Please repeat, from the entries that follow, the lines from the one containing "pub fn frames(target: f64, steps: u32, rounding: Rounding)" through the one containing "the ticks and" exactly, adding nothing.

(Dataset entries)
***
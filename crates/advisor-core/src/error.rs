//! Unified error types for the advisor workspace

use thiserror::Error;

/// Unified error type for all advisor operations
#[derive(Error, Debug)]
pub enum AdvisorError {
    // Fetch errors
    #[error("Market data quota exceeded: {0}")]
    QuotaExceeded(String),

    #[error("Failed to fetch dashboard data: {0}")]
    Fetch(String),

    #[error("HTTP {status}: {message}")]
    Http { status: u16, message: String },

    /// A fetch result arrived after its parameters were superseded.
    /// Never shown to the user.
    #[error("Stale fetch result discarded")]
    StaleResultDiscarded,

    // Configuration errors
    #[error("Configuration error: {0}")]
    Config(String),

    // Presentation errors
    #[error("Dashboard error: {0}")]
    Dashboard(String),

    #[error("Report export failed: {0}")]
    Export(String),

    // I/O errors
    #[error("I/O error: {0}")]
    Io(#[from] std::io::Error),

    #[error("Serialization error: {0}")]
    Serialization(#[from] serde_json::Error),

    // Generic
    #[error("{0}")]
    Other(String),
}

/// Result type alias using AdvisorError
pub type Result<T> = std::result::Result<T, AdvisorError>;
//! # advisor-core
//!
//! Core types for the advisory-board market dashboard.
//!
//! The dashboard fetches one statistics snapshot per industry/region selection
//! and reveals its headline metrics progressively. This crate holds the pieces
//! every other crate agrees on:
//!
//! - `DashboardSnapshot` and its section records (the wire format)
//! - `FetchParams` (the identity of a fetch)
//! - `AdvisorError` (the error taxonomy)
//! - `AdvisorConfig` (the `.advisor/config.toml` file)

pub mod config;
mod error;
pub mod fail_open;
mod types;

pub use config::AdvisorConfig;
pub use error::{AdvisorError, Result};
pub use types::*;
//! Count-up animation for headline metrics
//!
//! A count-up divides its duration into equal ticks and emits an
//! interpolated value on each one. The last tick always emits the target
//! itself, so rounding never leaves the display short of the real value.

use crate::timer::TimerHandle;
use std::time::Duration;
use tokio::time::MissedTickBehavior;

/// Duration and resolution of one count-up
#[derive(Debug, Clone, Copy, PartialEq, Eq)]
pub struct AnimationTiming {
    pub duration_ms: u64,
    pub steps: u32,
}

impl AnimationTiming {
    pub fn new(duration_ms: u64, steps: u32) -> Self {
        Self { duration_ms, steps }
    }

    /// Time between ticks, never zero
    pub fn tick_period(&self) -> Duration {
        let period = Duration::from_millis(self.duration_ms) / self.steps.max(1);
        period.max(Duration::from_millis(1))
    }
}

impl Default for AnimationTiming {
    fn default() -> Self {
        Self::new(1200, 60)
    }
}

/// How intermediate values are rounded
#[derive(Debug, Clone, Copy, PartialEq, Eq)]
pub enum Rounding {
    /// Whole numbers, rounded down
    Floor,
    /// One decimal place
    Tenths,
}

/// Value emitted at tick `i` of `steps`
pub fn frame_value(i: u32, steps: u32, target: f64, rounding: Rounding) -> f64 {
    if steps == 0 || i >= steps {
        return target;
    }

    let raw = (f64::from(i) / f64::from(steps) * target).min(target);
    let rounded = match rounding {
        Rounding::Floor => raw.floor(),
        Rounding::Tenths => (raw * 10.0).round() / 10.0,
    };
    rounded.min(target)
}

/// Every value a count-up emits, in order
pub fn frames(target: f64, steps: u32, rounding: Rounding) -> Vec<f64> {
    (1..=steps.max(1))
        .map(|i| frame_value(i, steps, target, rounding))
        .collect()
}

/// Start a count-up from zero to `target`.
///
/// `on_step` receives each emitted value; `on_done` runs after the final
/// one. Cancelling or dropping the returned handle stops the ticks and
/// `on_done` is never called.
pub fn animate<S, D>(
    target: f64,
    timing: AnimationTiming,
    rounding: Rounding,
    mut on_step: S,
    on_done: D,
) -> TimerHandle
where
    S: FnMut(f64) + Send + 'static,
    D: FnOnce() + Send + 'static,
{
    let steps = timing.steps.max(1);
    let period = timing.tick_period();

    TimerHandle::spawn(async move {
        let mut interval = tokio::time::interval(period);
        interval.set_missed_tick_behavior(MissedTickBehavior::Delay);
        // First tick completes immediately
        interval.tick().await;

        for i in 1..=steps {
            interval.tick().await;
            on_step(frame_value(i, steps, target, rounding));
        }
        on_done();
    })
}

/// Show each item in turn, one per `period`, then call `on_done`
pub fn cycle<T, S, D>(items: Vec<T>, period: Duration, mut on_item: S, on_done: D) -> TimerHandle
where
    T: Send + 'static,
    S: FnMut(T) + Send + 'static,
    D: FnOnce() + Send + 'static,
{
    let period = period.max(Duration::from_millis(1));

    TimerHandle::spawn(async move {
        let mut interval = tokio::time::interval(period);
        interval.set_missed_tick_behavior(MissedTickBehavior::Delay);
        interval.tick().await;

        for item in items {
            interval.tick().await;
            on_item(item);
        }
        on_done();
    })
}

#[cfg(test)]
mod tests {
    use super::*;
    use std::sync::atomic::{AtomicBool, Ordering};
    use std::sync::{Arc, Mutex};

    #[test]
    fn test_final_frame_is_exact_target() {
        for target in [0.0, 1.0, 7.0, 42.0, 42.7, 18.5, 75.0, 999.99, 1e9 + 0.3] {
            let floor = frames(target, 60, Rounding::Floor);
            assert_eq!(*floor.last().unwrap(), target);

            let tenths = frames(target, 60, Rounding::Tenths);
            assert_eq!(*tenths.last().unwrap(), target);
        }
    }

    #[test]
    fn test_intermediate_frames_never_exceed_target() {
        for target in [0.06, 3.0, 18.5, 250.0] {
            for rounding in [Rounding::Floor, Rounding::Tenths] {
                let values = frames(target, 60, rounding);
                assert!(values.iter().all(|v| *v <= target));
                assert!(values.windows(2).all(|w| w[0] <= w[1]));
            }
        }
    }

    #[test]
    fn test_floor_and_tenths_rounding() {
        // 30/60 of 75 = 37.5
        assert_eq!(frame_value(30, 60, 75.0, Rounding::Floor), 37.0);
        // 1/60 of 18.5 = 0.3083
        assert_eq!(frame_value(1, 60, 18.5, Rounding::Tenths), 0.3);
        assert_eq!(frame_value(0, 60, 42.0, Rounding::Floor), 0.0);
    }

    #[test]
    fn test_zero_steps_emits_target_once() {
        assert_eq!(frames(12.0, 0, Rounding::Floor), vec![12.0]);
    }

    #[test]
    fn test_tick_period() {
        assert_eq!(AnimationTiming::default().tick_period(), Duration::from_millis(20));
        assert_eq!(AnimationTiming::new(0, 10).tick_period(), Duration::from_millis(1));
    }

    #[tokio::test(start_paused = true)]
    async fn test_animate_emits_all_steps_then_done() {
        let values = Arc::new(Mutex::new(Vec::new()));
        let done = Arc::new(AtomicBool::new(false));

        let sink = values.clone();
        let finished = done.clone();
        let _handle = animate(
            42.0,
            AnimationTiming::new(100, 10),
            Rounding::Floor,
            move |v| sink.lock().unwrap().push(v),
            move || finished.store(true, Ordering::SeqCst),
        );

        tokio::time::sleep(Duration::from_millis(150)).await;
        let values = values.lock().unwrap();
        assert_eq!(values.len(), 10);
        assert_eq!(*values.last().unwrap(), 42.0);
        assert!(done.load(Ordering::SeqCst));
    }

    #[tokio::test(start_paused = true)]
    async fn test_cancelled_animation_never_completes() {
        let steps = Arc::new(Mutex::new(0u32));
        let done = Arc::new(AtomicBool::new(false));

        let counter = steps.clone();
        let finished = done.clone();
        let handle = animate(
            100.0,
            AnimationTiming::new(1200, 60),
            Rounding::Floor,
            move |_| *counter.lock().unwrap() += 1,
            move || finished.store(true, Ordering::SeqCst),
        );

        tokio::time::sleep(Duration::from_millis(105)).await;
        handle.cancel();
        let seen = *steps.lock().unwrap();
        assert!(seen > 0 && seen < 60);

        tokio::time::sleep(Duration::from_millis(2000)).await;
        assert_eq!(*steps.lock().unwrap(), seen);
        assert!(!done.load(Ordering::SeqCst));
    }

    #[tokio::test(start_paused = true)]
    async fn test_cycle_visits_items_in_order() {
        let seen = Arc::new(Mutex::new(Vec::new()));
        let done = Arc::new(AtomicBool::new(false));

        let sink = seen.clone();
        let finished = done.clone();
        let _handle = cycle(
            vec!["a", "b", "c"],
            Duration::from_millis(150),
            move |item| sink.lock().unwrap().push(item),
            move || finished.store(true, Ordering::SeqCst),
        );

        tokio::time::sleep(Duration::from_millis(320)).await;
        assert_eq!(*seen.lock().unwrap(), vec!["a", "b"]);
        assert!(!done.load(Ordering::SeqCst));

        tokio::time::sleep(Duration::from_millis(200)).await;
        assert_eq!(*seen.lock().unwrap(), vec!["a", "b", "c"]);
        assert!(done.load(Ordering::SeqCst));
    }
}
//! Fail-open utilities for graceful degradation
//!
//! Some work around the dashboard must never interrupt it, such as writing
//! an exported report from the terminal app. `fail_open` logs the failure via
//! `tracing::warn!` and carries on.
//!
//! DO NOT use fail-open for fetch results. Those are classified by the fetch
//! coordinator and turned into dashboard state.

use std::future::Future;
use tracing::warn;

use crate::Result;

/// Execute an async operation that should fail open
///
/// Logs the error on failure and returns `None`.
///
/// ```no_run
/// use advisor_core::fail_open::fail_open;
/// use advisor_core::Result;
///
/// async fn write_report() -> Result<()> {
///     Ok(())
/// }
///
/// async fn example() {
///     let written = fail_open("report_export", || write_report()).await;
///     // written is None if write_report() failed
/// }
/// ```
pub async fn fail_open<F, Fut, T>(operation_name: &str, f: F) -> Option<T>
where
    F: FnOnce() -> Fut,
    Fut: Future<Output = Result<T>>,
{
    match f().await {
        Ok(val) => Some(val),
        Err(e) => {
            warn!("{} failed (fail-open): {}", operation_name, e);
            None
        }
    }
}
***
→ YOUR RESPONSE
pub fn frames(target: f64, steps: u32, rounding: Rounding) -> Vec<f64> {
    (1..=steps.max(1))
        .map(|i| frame_value(i, steps, target, rounding))
        .collect()
}

/// Start a count-up from zero to `target`.
///
/// `on_step` receives each emitted value; `on_done` runs after the final
/// one. Cancelling or dropping the returned handle stops the ticks and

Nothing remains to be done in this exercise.